Electrochemical oxidation of 5-hydroxymethylfurfural (HMF) has emerged as a promising method to produce highly valuable chemicals. Co-based electrocatalysts with oxygen vacancies are one of the most promising candidates. However, the relationship between their electrocatalytic behavior and the vacancy concentration is still ambiguous. In this work, the diverse oxygen vacancy contents of Co3O4 were realized via a simple adsorption-pyrolysis method and confirmed by X-ray diffraction, Raman, transmission electron microscopy, X-ray photoelectron spectroscopy and X-ray absorption spectroscopy, respectively.
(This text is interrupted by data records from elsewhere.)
//! DNS operation codes (RFC 1035 §4.1.1, RFC 1996, RFC 2136).

use serde::{Deserialize, Serialize};
use std::fmt;

/// The 4-bit OPCODE header field.
///
/// Unassigned values are kept as [`OpCode::Unknown`] so the message can
/// still be answered.
#[derive(Debug, Clone, Copy, Default, PartialEq, Eq, Hash, Serialize, Deserialize)]
pub enum OpCode {
    /// Standard query.
    #[default]
    Query,
    /// Inverse query (obsolete, RFC 3425).
    IQuery,
    /// Server status request.
    Status,
    /// Zone change notification (RFC 1996).
    Notify,
    /// Dynamic update (RFC 2136).
    Update,
    /// A value with no assigned meaning.
    Unknown(u8),
}

impl OpCode {
    /// Returns the numeric value of the opcode.
    #[inline]
    pub const fn to_u8(self) -> u8 {
        match self {
            Self::Query => 0,
            Self::IQuery => 1,
            Self::Status => 2,
            Self::Notify => 4,
            Self::Update => 5,
            Self::Unknown(value) => value,
        }
    }

    /// Decodes the 4-bit header value.
    pub const fn from_u8(value: u8) -> Self {
        match value {
            0 => Self::Query,
            1 => Self::IQuery,
            2 => Self::Status,
            4 => Self::Notify,
            5 => Self::Update,
            other => Self::Unknown(other),
        }
    }

    /// Returns true for values with no assigned meaning.
    #[inline]
    pub const fn is_unknown(self) -> bool {
        matches!(self, Self::Unknown(_))
    }

    /// Returns the mnemonic used in presentation format.
    pub const fn name(self) -> &'static str {
        match self {
            Self::Query => "QUERY",
            Self::IQuery => "IQUERY",
            Self::Status => "STATUS",
            Self::Notify => "NOTIFY",
            Self::Update => "UPDATE",
            Self::Unknown(_) => "UNKNOWN",
        }
    }
}

impl From<u8> for OpCode {
    fn from(value: u8) -> Self {
        Self::from_u8(value)
    }
}

impl From<OpCode> for u8 {
    fn from(opcode: OpCode) -> Self {
        opcode.to_u8()
    }
}

impl fmt::Display for OpCode {
    fn fmt(&self, f: &mut fmt::Formatter<'_>) -> fmt::Result {
        match self {
            Self::Unknown(value) => write!(f, "OPCODE{value}"),
            known => f.write_str(known.name()),
        }
    }
}

#[cfg(test)]
mod tests {
    use super::*;

    #[test]
    fn test_opcode_from_u8() {
        assert_eq!(OpCode::from_u8(0), OpCode::Query);
        assert_eq!(OpCode::from_u8(4), OpCode::Notify);
        assert_eq!(OpCode::from_u8(3), OpCode::Unknown(3));
        assert!(OpCode::from_u8(15).is_unknown());
        assert_eq!(OpCode::from_u8(15).to_u8(), 15);
    }

    #[test]
    fn test_opcode_display() {
        assert_eq!(OpCode::Notify.to_string(), "NOTIFY");
        assert_eq!(OpCode::Unknown(6).to_string(), "OPCODE6");
        assert_eq!(u8::from(OpCode::Update), 5);
    }
}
It was found that the Co3O4 with proper oxygen vacancies prepared at optimized conditions exhibits a superior catalytic activity for HMF oxidation reaction (HMFOR) in 1.0 M KOH with 50 mM HMF electrolyte (with the potential of 1.35 V vs. RHE at 10 mA cm−2). Correlational characterizations and density functional theory calculations demonstrate that appropriate oxygen vacancies can promote HMF electrooxidation performance, whereas excessive oxygen vacancies can hinder electron transport and result in a significant decline in HMF electrooxidation performance. This study reveals the significance of appropriate oxygen vacancies in catalytic oxidation activity and provides important insights into the role of oxygen vacancies in catalytic oxidation reactions for the synthesis of defective material.